Operations

This guide covers the main production tasks for kassette: inspecting runs, debugging failures, forking runs, and cleaning up old journals.

Agent observability

kassette is designed so an agent can inspect a run directly. The agent reads the journal and can answer:

What already happened?
Where did the run suspend or fail?
Where can I safely fork?

The bundled skill

The repo ships an agent skill at skills/kassette/SKILL.md. Use it as the operational guide for agents working with kassette. It covers storage discovery, journal basics, jq patterns, status interpretation, suspend/resume debugging, and safe forking. Use the skill together with the CLI. In practice, agents are the main expected users of the CLI.

The CLI

@usekassette/cli ships a kassette command that works uniformly against both file: and s3:// urls.

kassette --storage <url> <verb> [args]

--storage accepts the same URL formats the workflow API uses through LocalStorage and RemoteStorage:

Scheme	Form	Backend
`file:`	`file:<path>` (relative or absolute)	`LocalStorage`
`s3://`	`s3://<bucket>[/<prefix>]`	`RemoteStorage` via `@usekassette/s3`

@usekassette/s3 is optional. Install it alongside @usekassette/cli if you want to use s3:// urls.

The CLI has four verbs:

Verb	Form	Output
`list`	`list [--limit N]`	One `{"runId":"..."}` per line
`status`	`status <runId>`	One `RunStatus` JSON object
`dump`	`dump <runId> [--offset N]`	Journal entries as JSONL, one per line
`fork`	`fork <srcRunId> (--from-offset N \| --from-step <id>) [--new-run-id <id>]`	One `{"runId":"<new>"}`

fork is the only verb that writes anything. It will create a new run, but never modifies the source run. You must pass exactly one fork point:

--from-offset N
--from-step <id>

--from-step cuts at the offset of the first step entry with that stepId.

# Inspect storage
kassette --storage file:.kassette list                       # one runId per line
kassette --storage file:.kassette status <runId>             # JSON status object
kassette --storage file:.kassette dump <runId>               # JSONL journal entries
kassette --storage file:.kassette dump <runId> --offset 7    # entries from offset 7

# Fork
kassette --storage file:.kassette fork <runId> --from-offset 7
kassette --storage s3://bucket fork <runId> --from-step llm#3

Reading a journal with jq

kassette dump emits JSONL, so you can pipe it into jq:

# Step sequence with offsets
kassette --storage file:.kassette dump <runId> | jq '{offset, type, stepId}'

# Just step results
kassette --storage file:.kassette dump <runId> | jq 'select(.type == "step") | {stepId, result}'

# Count entries by type
kassette --storage file:.kassette dump <runId> | jq -r .type | sort | uniq -c

# Session boundaries (each `start` is a new session)
kassette --storage file:.kassette dump <runId> | jq 'select(.type == "start") | {offset, session}'

For programmatic access, use storage.readAll(runId). It returns every journal entry with its offset:

const storage = new LocalStorage('.kassette');
const entries = await storage.readAll('run-abc');

for (const entry of entries) {
  if (entry.type === 'step') {
    console.log(`${entry.stepId} → ${JSON.stringify(entry.result)}`);
  }
}

runStatus(entries) transforms the journal into a single status object. See Reference for the shape.

Interpreting run status

kassette status <runId> reads the journal and returns one status object. A run has one of five states.

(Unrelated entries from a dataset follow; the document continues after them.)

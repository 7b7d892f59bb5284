use std::sync::Arc;

use axum::{
    extract::{Path, Query},
    http::StatusCode,
    middleware,
    response::IntoResponse,
    routing::{delete, get, post, put, MethodRouter},
    Extension, Json, Router,
};
use axum_extra::extract::WithRejection;
use validator::Validate;

use crate::{
    middleware::{auth, JWTAuthMiddleware},
    models::{
        posts::{CommentDto, CreatePostDto, UpdatePostDto},
        query::{parse_id, PostListQueryDto},
        response::Response,
    },
    AppState, Error, Result,
};

fn protected(route: MethodRouter) -> MethodRouter {
    route.route_layer(middleware::from_fn(auth))
}

pub fn posts_handler() -> Router {
    Router::new()
        .route("/", get(list_posts).merge(protected(post(create_post))))
        .route(
            "/{id}",
            get(get_post).merge(protected(put(update_post).delete(delete_post))),
        )
        .route("/{id}/like", protected(post(toggle_like)))
        .route("/{id}/comments", protected(post(create_comment)))
        .route(
            "/{id}/comments/{comment_id}",
            protected(delete(delete_comment)),
        )
}

async fn list_posts(
    Extension(app_state): Extension<Arc<AppState>>,
    Query(query): Query<PostListQueryDto>,
) -> Result<impl IntoResponse> {
    let filter = query.filter()?;
    let posts = app_state
        .posts_service
        .list_posts(filter, query.pagination())
        .await?;

    Ok(Json(posts))
}

async fn get_post(
    Extension(app_state): Extension<Arc<AppState>>,
    Path(post_id): Path<String>,
) -> Result<impl IntoResponse> {
    let post_id = parse_id(&post_id, "post")?;
    let post = app_state.posts_service.get_post(post_id).await?;

    Ok(Json(post))
}

async fn create_post(
    Extension(app_state): Extension<Arc<AppState>>,
    Extension(user): Extension<JWTAuthMiddleware>,
    WithRejection(Json(new_post), _): WithRejection<Json<CreatePostDto>, Error>,
) -> Result<impl IntoResponse> {
    new_post.validate()?;

    let post = app_state
        .posts_service
        .create_post(&user.user, new_post.into())
        .await?;

    Ok((StatusCode::CREATED, Json(post)))
}

async fn update_post(
    Extension(app_state): Extension<Arc<AppState>>,
    Extension(user): Extension<JWTAuthMiddleware>,
    Path(post_id): Path<String>,
    WithRejection(Json(changes), _): WithRejection<Json<UpdatePostDto>, Error>,
) -> Result<impl IntoResponse> {
    changes.validate()?;
    let post_id = parse_id(&post_id, "post")?;

    let post = app_state
        .posts_service
        .update_post(&user.user, post_id, changes.into())
        .await?;

    Ok(Json(post))
}

async fn delete_post(
    Extension(app_state): Extension<Arc<AppState>>,
    Extension(user): Extension<JWTAuthMiddleware>,
    Path(post_id): Path<String>,
) -> Result<impl IntoResponse> {
    let post_id = parse_id(&post_id, "post")?;
    app_state
        .posts_service
        .delete_post(&user.user, post_id)
        .await?;

    Ok(Json(Response::success("Post deleted successfully")))
}

async fn toggle_like(
    Extension(app_state): Extension<Arc<AppState>>,
    Extension(user): Extension<JWTAuthMiddleware>,
    Path(post_id): Path<String>,
) -> Result<impl IntoResponse> {
    let post_id = parse_id(&post_id, "post")?;
    let likes = app_state
        .posts_service
        .toggle_like(&user.user, post_id)
        .await?;

    Ok(Json(likes))
}

async fn create_comment(
    Extension(app_state): Extension<Arc<AppState>>,
    Extension(user): Extension<JWTAuthMiddleware>,
    Path(post_id): Path<String>,
    WithRejection(Json(comment), _): WithRejection<Json<CommentDto>, Error>,
) -> Result<impl IntoResponse> {
    comment.validate()?;
    let post_id = parse_id(&post_id, "post")?;

    let comments = app_state
        .posts_service
        .add_comment(&user.user, post_id, &comment.content)
        .await?;

    Ok((StatusCode::CREATED, Json(comments)))
}

async fn delete_comment(
    Extension(app_state): Extension<Arc<AppState>>,
    Extension(user): Extension<JWTAuthMiddleware>,
    Path((post_id, comment_id)): Path<(String, String)>,
) -> Result<impl IntoResponse> {
    let post_id = parse_id(&post_id, "post")?;
    let comment_id = parse_id(&comment_id, "comment")?;

    app_state
        .posts_service
        .delete_comment(&user.user, post_id, comment_id)
        .await?;

    Ok(Json(Response::success("Comment deleted successfully")))
}
use axum::Json;
use serde_json::{json, Value};

pub mod auth;
pub mod posts;
pub mod upload;
pub mod user;

pub async fn health() -> Json<Value> {
    Json(json!({ "status": "ok", "message": "Server is running" }))
}
pub mod auth;
pub mod posts;
pub mod upload;
pub mod user;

Apply these rules in order:

If the last entry is complete, the run is completed. The previous step entry’s result is usually the agent’s final output.
If the last entry is error, the run is failed. Read message, name, stack, and the last step entry before the error.
If the last entry is cancel, the run is cancelled. If reason is "suspend_timeout_expired", the suspend deadline passed before resume() was called.
Otherwise, walk backward through the journal and skip start entries. If the first non-start entry is suspend, the run is suspended. waitingFor tells you which event must arrive before the run can continue. Skipping start matters because a crash during resume can write a start entry after the suspend; that does not change the run’s state.
Otherwise, the run is unsettled. It may be running, crashed, abandoned, or empty. The journal alone cannot tell the difference. Use an out-of-band liveness signal if you need to know.

Debugging a stuck run

A stuck run is a run that should have finished but has not.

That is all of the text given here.